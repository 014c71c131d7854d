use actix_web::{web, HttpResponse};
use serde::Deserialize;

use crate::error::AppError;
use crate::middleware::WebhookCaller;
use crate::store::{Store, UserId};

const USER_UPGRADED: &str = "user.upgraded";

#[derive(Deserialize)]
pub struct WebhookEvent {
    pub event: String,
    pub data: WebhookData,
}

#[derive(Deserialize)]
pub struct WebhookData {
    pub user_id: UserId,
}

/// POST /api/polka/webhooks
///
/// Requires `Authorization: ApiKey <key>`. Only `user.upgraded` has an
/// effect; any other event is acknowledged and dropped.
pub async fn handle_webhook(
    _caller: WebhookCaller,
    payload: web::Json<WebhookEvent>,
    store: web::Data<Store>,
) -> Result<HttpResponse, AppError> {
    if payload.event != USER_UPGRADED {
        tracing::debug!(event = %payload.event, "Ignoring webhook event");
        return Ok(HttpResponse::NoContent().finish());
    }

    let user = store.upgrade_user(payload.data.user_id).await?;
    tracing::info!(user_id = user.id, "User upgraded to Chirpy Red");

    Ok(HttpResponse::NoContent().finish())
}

TASK DESCRIPTION: Write out the lines above, starting at the line that contains "return Ok(HttpResponse::NoContent().finish());" and ending with the final line, and nothing else; copy them exactly.

THE COMPLETED TASK:
        return Ok(HttpResponse::NoContent().finish());
    }

    let user = store.upgrade_user(payload.data.user_id).await?;
    tracing::info!(user_id = user.id, "User upgraded to Chirpy Red");

    Ok(HttpResponse::NoContent().finish())
}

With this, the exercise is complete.